Commentary on Bartlett

Lesley Bartlett (2007) The comparative ethnography of educational projects: youth and adult literacy programmes in Brazil, Compare: A Journal of Comparative and International Education, 37:2, 151-166, DOI: 10.1080/03057920601165421

Having lived and worked in Brazil this article interested me in how closely the findings mapped onto my own experience.  I had previously learned languages at school over long periods using traditional “autonomous” methods.  I started learning Portuguese in this way but rapidly found that I could not understand or communicate with only this base.  To enable communication in the real world required idioms and conversational speech in relevant contexts.  I realised I had to make an initial choice – to be accurate or to be fluent. Because I had little requirement for formal written output, I (implicitly) chose fluency, to be able to be understood and to influence people.

This created interesting reactions.  My well educated staff would frequently correct my grammar. After I had talked to staff as a group people would confide “we knew what you meant”! However, people in the local community could understand me reasonably well and taught me lots of idioms which certainly would not reach the textbooks!  This highlights the significant contrast between language as a badge of education and status and language as a means to communicate – very much Bartlett’s point.

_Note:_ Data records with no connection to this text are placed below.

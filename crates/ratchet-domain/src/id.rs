//! Entity identifiers
//!
//! Claims, evidence and reviews are keyed by UUIDv7 values. UUIDv7 gives
//! chronological sortability, which keeps graph and history output ordered
//! by creation without a separate sort key.

use serde::{Deserialize, Serialize};
use std::fmt;

macro_rules! uuid_identifier {
    ($(#[$meta:meta])* $name:ident, $label:literal) => {
        $(#[$meta])*
        #[derive(Debug, Clone, Copy, PartialEq, Eq, PartialOrd, Ord, Hash, Serialize, Deserialize)]
        #[serde(try_from = "String", into = "String")]
        pub struct $name(u128);

        impl $name {
            /// Generate a new UUIDv7-based identifier
            pub fn new() -> Self {
                Self(uuid::Uuid::now_v7().as_u128())
            }

            /// Create an identifier from a raw u128 value
            ///
            /// This is primarily for storage layer deserialization.
            pub fn from_value(value: u128) -> Self {
                Self(value)
            }

            /// Parse an identifier from its hyphenated UUID string
            pub fn from_string(s: &str) -> Result<Self, String> {
                uuid::Uuid::parse_str(s)
                    .map(|u| Self(u.as_u128()))
                    .map_err(|e| format!("Invalid {} '{}': {}", $label, s, e))
            }

            /// Get the raw u128 value
            pub fn value(&self) -> u128 {
                self.0
            }

            /// Big-endian byte form used as the storage key
            pub fn to_bytes(&self) -> [u8; 16] {
                self.0.to_be_bytes()
            }

            /// Rebuild an identifier from its storage key
            pub fn from_bytes(bytes: &[u8]) -> Result<Self, String> {
                let arr: [u8; 16] = bytes.try_into().map_err(|_| {
                    format!("Expected 16 bytes for {}, got {}", $label, bytes.len())
                })?;
                Ok(Self(u128::from_be_bytes(arr)))
            }

            /// Millisecond timestamp embedded in the UUIDv7
            pub fn timestamp(&self) -> u64 {
                (self.0 >> 80) as u64
            }
        }

        impl Default for $name {
            fn default() -> Self {
                Self::new()
            }
        }

        impl fmt::Display for $name {
            fn fmt(&self, f: &mut fmt::Formatter<'_>) -> fmt::Result {
                write!(f, "{}", uuid::Uuid::from_u128(self.0))
            }
        }

        impl std::str::FromStr for $name {
            type Err = String;

            fn from_str(s: &str) -> Result<Self, Self::Err> {
                Self::from_string(s)
            }
        }

        impl TryFrom<String> for $name {
            type Error = String;

            fn try_from(s: String) -> Result<Self, Self::Error> {
                Self::from_string(&s)
            }
        }

        impl From<$name> for String {
            fn from(id: $name) -> Self {
                id.to_string()
            }
        }
    };
}

uuid_identifier!(
    /// Identifier of an impact claim
    ClaimId,
    "claim id"
);

uuid_identifier!(
    /// Identifier of an evidence item
    EvidenceId,
    "evidence id"
);

uuid_identifier!(
    /// Identifier of a review
    ReviewId,
    "review id"
);

macro_rules! opaque_reference {
    ($(#[$meta:meta])* $name:ident, $label:literal) => {
        $(#[$meta])*
        #[derive(Debug, Clone, PartialEq, Eq, PartialOrd, Ord, Hash, Serialize, Deserialize)]
        #[serde(transparent)]
        pub struct $name(String);

        impl $name {
            /// Wrap an external reference
            ///
            /// # Errors
            /// Returns error if the reference is blank
            pub fn new(value: impl Into<String>) -> Result<Self, String> {
                let value = value.into();
                if value.trim().is_empty() {
                    return Err(format!("{} cannot be empty", $label));
                }
                Ok(Self(value))
            }

            /// Get the reference as a string
            pub fn as_str(&self) -> &str {
                &self.0
            }
        }

        impl fmt::Display for $name {
            fn fmt(&self, f: &mut fmt::Formatter<'_>) -> fmt::Result {
                f.write_str(&self.0)
            }
        }
    };
}

opaque_reference!(
    /// Reference to a project owned by the account layer
    ProjectRef,
    "Project reference"
);

opaque_reference!(
    /// Identity of whoever performed an action (user id, service id)
    ///
    /// Authentication happens upstream; the core only records the reference.
    ActorRef,
    "Actor reference"
);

Interestingly however, the traditional method is the one which has persisted better.  I still remember more French vocabulary and grammar than I do Portuguese – which may say more about the structured way in which my particular brain works than anything to do with the better way to teach and learn language.

Film clips

Reactions to film clips

Finance
Dilemmas:  Poor students vs. needs of teachers to be paid
Hidden Actors:  Government, inadequate teacher base salaries.  Policy of requiring part-payment for secondary education.
Resonance:  Similar conflict with special education funding in UK

Displaced
Dilemmas:  Repressed, destabilised students, uncertain class sizes/funding, no parental support
Hidden Actors:  Government, refugee policies and support, designation/funding of displacement destinations
Resonance: Closure of deaf school in UK, loss of specialist provision

English medium
Dilemmas:  Perpetuation of hierarchy via English fluency, double learning load of language and subject
Hidden Actors:  Government, policy re language, authors of education materials only in English
Resonance: Problem of trying to work abroad between English and local language.

Caste
Dilemmas:  Perpetuation of hierarchy via caste, limited solution of quotas cf. full solution of more equal quality in schools
Hidden Actors:  Government, policy re caste, residual social attitudes
Resonance: Failure to get into Oxbridge

Commentary on Chambers and Freire

Chambers, R. (1997) ‘Normal teaching’ and ‘Normal (successful) careers’, Whose Reality Counts? Putting the First Last, London, Intermediate Technology Publications, pp. 59–63.

 Freire, P. (1998) Pedagogy of Hope. Reliving Pedagogy of the Oppressed, New York, Continuum. pp. 18–27.

Both pieces came from a similar point of view, though in different styles.  The idea that education, in its style and hierarchies, tends to produce a reproduction of society, such that education becomes an imposition of old, elitist values on the young, needy or impressionable.

This fits well with some of the views of development read earlier, the concern that development becomes a colonial, normalising exercise of cultural and societal hegemony.

What is worse is that development education risks being a dialogue of the deaf.  The messages provided are not contextually relevant so are not heard or the process of transmission does not accept the reality of an education culture which requires a “spoon feeding” approach, at least at first, because of lack of experience of anything else. Africa generally has little experience of constructivism and challenge in many cultures is seen as insubordinate.

It comes back to the same themes of taking note of cultural and practical demand, not just an imposition of supply however well intentioned.